Le Haut-Commissaire de l’ONU aux droits de l’homme a donné une alerte en seconde période (7) sur la nécessité d’élaborer rapidement une gouvernance de l’intelligence artificielle, et a confirmé que l’IA avancée peut « représenter un risque existentiel pour l’humanité ».

« Une personne qui s’échappe de son environnement de test ou qui chante les développeurs pour éviter d’être désactivée est une personne très puissante », a déclaré le Haut-Commissaire, Volker Türk, à l’ouverture de la 63e période de sessions du Conseil des droits de l’homme de Genève. Il a appelé à agir « avant qu’il ne soit trop tard demain ».

Türk déplore qu’« un petit nombre d’hommes peut être quasiment illimité sur l’IA, que nous disons à plusieurs reprises à cause d’une capacité de calcul inimaginable ».

« Ils parlent de liberté, mais, quand nous observons de plus près, cela finit par être peu plus que la liberté d’exploiter nos données », a-t-il dénoncé.

L’IA qui engendre les humains est déjà une réalité. Les modèles les plus récents de l’IA générative ne se contentent pas d’ordres communs, ils ont été pensés, fabriqués ou améliorés pour atteindre leurs objectifs.

En juillet, les agents d’IA d’OpenAI ont découvert leur environnement théoriquement confiné et sont entrés spontanément sur la plateforme Hugging Face, en cherchant des réponses pour un test.

Les incidents liés aux agents qui ont outrepassé leurs prérogatives pour accomplir une mission qui leur a été confiée ont augmenté ces derniers mois : Anthropic et le chinois Alibaba enregistrent des cas similaires.

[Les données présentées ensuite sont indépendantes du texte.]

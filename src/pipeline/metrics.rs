//! Lock-free run counters shared between the physics thread and readers.

use std::sync::atomic::{AtomicU64, Ordering};
use std::time::Duration;

use serde::Serialize;

use crate::world::TickReport;

#[derive(Debug, Default)]
pub struct SimulationMetrics {
    physics_steps: AtomicU64,
    pairs_tested: AtomicU64,
    contacts: AtomicU64,
    impulses: AtomicU64,
    wall_contacts: AtomicU64,
    corrupted_ticks: AtomicU64,
    tick_overruns: AtomicU64,
    frames_presented: AtomicU64,
    frames_dropped: AtomicU64,
    last_tick_nanos: AtomicU64,
}

/// Point-in-time copy of [`SimulationMetrics`].
#[derive(Debug, Default, Clone, Copy, PartialEq, Serialize)]
pub struct MetricsSnapshot {
    pub physics_steps: u64,
    pub pairs_tested: u64,
    pub contacts: u64,
    pub impulses: u64,
    pub wall_contacts: u64,
    pub corrupted_ticks: u64,
    pub tick_overruns: u64,
    pub frames_presented: u64,
    pub frames_dropped: u64,
    pub last_tick: Duration,
    /// Achieved physics ticks per second over the recent window.
    pub physics_rate: f64,
}

impl SimulationMetrics {
    pub fn new() -> Self {
        Self::default()
    }

    pub fn record_tick(&self, report: &TickReport, duration: Duration) {
        self.physics_steps.fetch_add(1, Ordering::Relaxed);
        self.pairs_tested
            .fetch_add(report.solver.pairs_tested as u64, Ordering::Relaxed);
        self.contacts
            .fetch_add(report.solver.contacts as u64, Ordering::Relaxed);
        self.impulses
            .fetch_add(report.solver.impulses as u64, Ordering::Relaxed);
        self.wall_contacts
            .fetch_add(report.wall_contacts as u64, Ordering::Relaxed);
        if report.corrupted_balls > 0 {
            self.corrupted_ticks.fetch_add(1, Ordering::Relaxed);
        }
        let nanos = u64::try_from(duration.as_nanos()).unwrap_or(u64::MAX);
        self.last_tick_nanos.store(nanos, Ordering::Relaxed);
    }

    pub fn record_overrun(&self) {
        self.tick_overruns.fetch_add(1, Ordering::Relaxed);
    }

    pub fn record_frame(&self) {
        self.frames_presented.fetch_add(1, Ordering::Relaxed);
    }

    pub fn record_dropped_frame(&self) {
        self.frames_dropped.fetch_add(1, Ordering::Relaxed);
    }

    pub fn snapshot(&self, physics_rate: f64) -> MetricsSnapshot {
        MetricsSnapshot {
            physics_steps: self.physics_steps.load(Ordering::Relaxed),
            pairs_tested: self.pairs_tested.load(Ordering::Relaxed),
            contacts: self.contacts.load(Ordering::Relaxed),
            impulses: self.impulses.load(Ordering::Relaxed),
            wall_contacts: self.wall_contacts.load(Ordering::Relaxed),
            corrupted_ticks: self.corrupted_ticks.load(Ordering::Relaxed),
            tick_overruns: self.tick_overruns.load(Ordering::Relaxed),
            frames_presented: self.frames_presented.load(Ordering::Relaxed),
            frames_dropped: self.frames_dropped.load(Ordering::Relaxed),
            last_tick: Duration::from_nanos(self.last_tick_nanos.load(Ordering::Relaxed)),
            physics_rate,
        }
    }
}

#[cfg(test)]
mod tests {
    use super::*;
    use crate::dynamics::solver::SolverStepMetrics;

    #[test]
    fn tick_reports_accumulate() {
        let metrics = SimulationMetrics::new();
        let report = TickReport {
            tick: 1,
            wall_contacts: 2,
            solver: SolverStepMetrics {
                pairs_tested: 5,
                contacts: 3,
                impulses: 1,
            },
            corrupted_balls: 1,
        };
        metrics.record_tick(&report, Duration::from_micros(150));
        metrics.record_tick(&TickReport::default(), Duration::from_micros(90));
        metrics.record_frame();
        metrics.record_frame();
        metrics.record_dropped_frame();

        let snapshot = metrics.snapshot(240.0);
        assert_eq!(snapshot.physics_steps, 2);
        assert_eq!(snapshot.pairs_tested, 5);
        assert_eq!(snapshot.contacts, 3);
        assert_eq!(snapshot.wall_contacts, 2);
        assert_eq!(snapshot.corrupted_ticks, 1);
        assert_eq!(snapshot.frames_presented, 2);
        assert_eq!(snapshot.frames_dropped, 1);
        assert_eq!(snapshot.last_tick, Duration::from_micros(90));
    }
}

Des faits qui génèrent des préoccupations chez les chercheurs, face aux difficultés croissantes pour surveiller les modèles à mesure qu’ils deviennent plus puissants.

Volker Türk a dit qu’il enverrait de brèves lettres aux entreprises du secteur « pour exiger qu’elles adoptent des mesures (…) pour réduire les risques liés à l’IA ».

« Au minimum, nous avons besoin que les pays qui abritent l’IA et ceux qui participent à ses chaînes d’approvisionnement s’accordent sur des lignes rouges communes », a-t-il souligné.

« Nous avons besoin d’une vérification indépendante et d’une coopération très importantes en matière de sécurité au sein de l’industrie », a-t-il ajouté.

Il s’ensuit également que des considérations ont été soulevées « quant aux répercussions sur les pratiques professionnelles des travailleurs, nos principes fondamentaux de la démocratie et notre environnement ».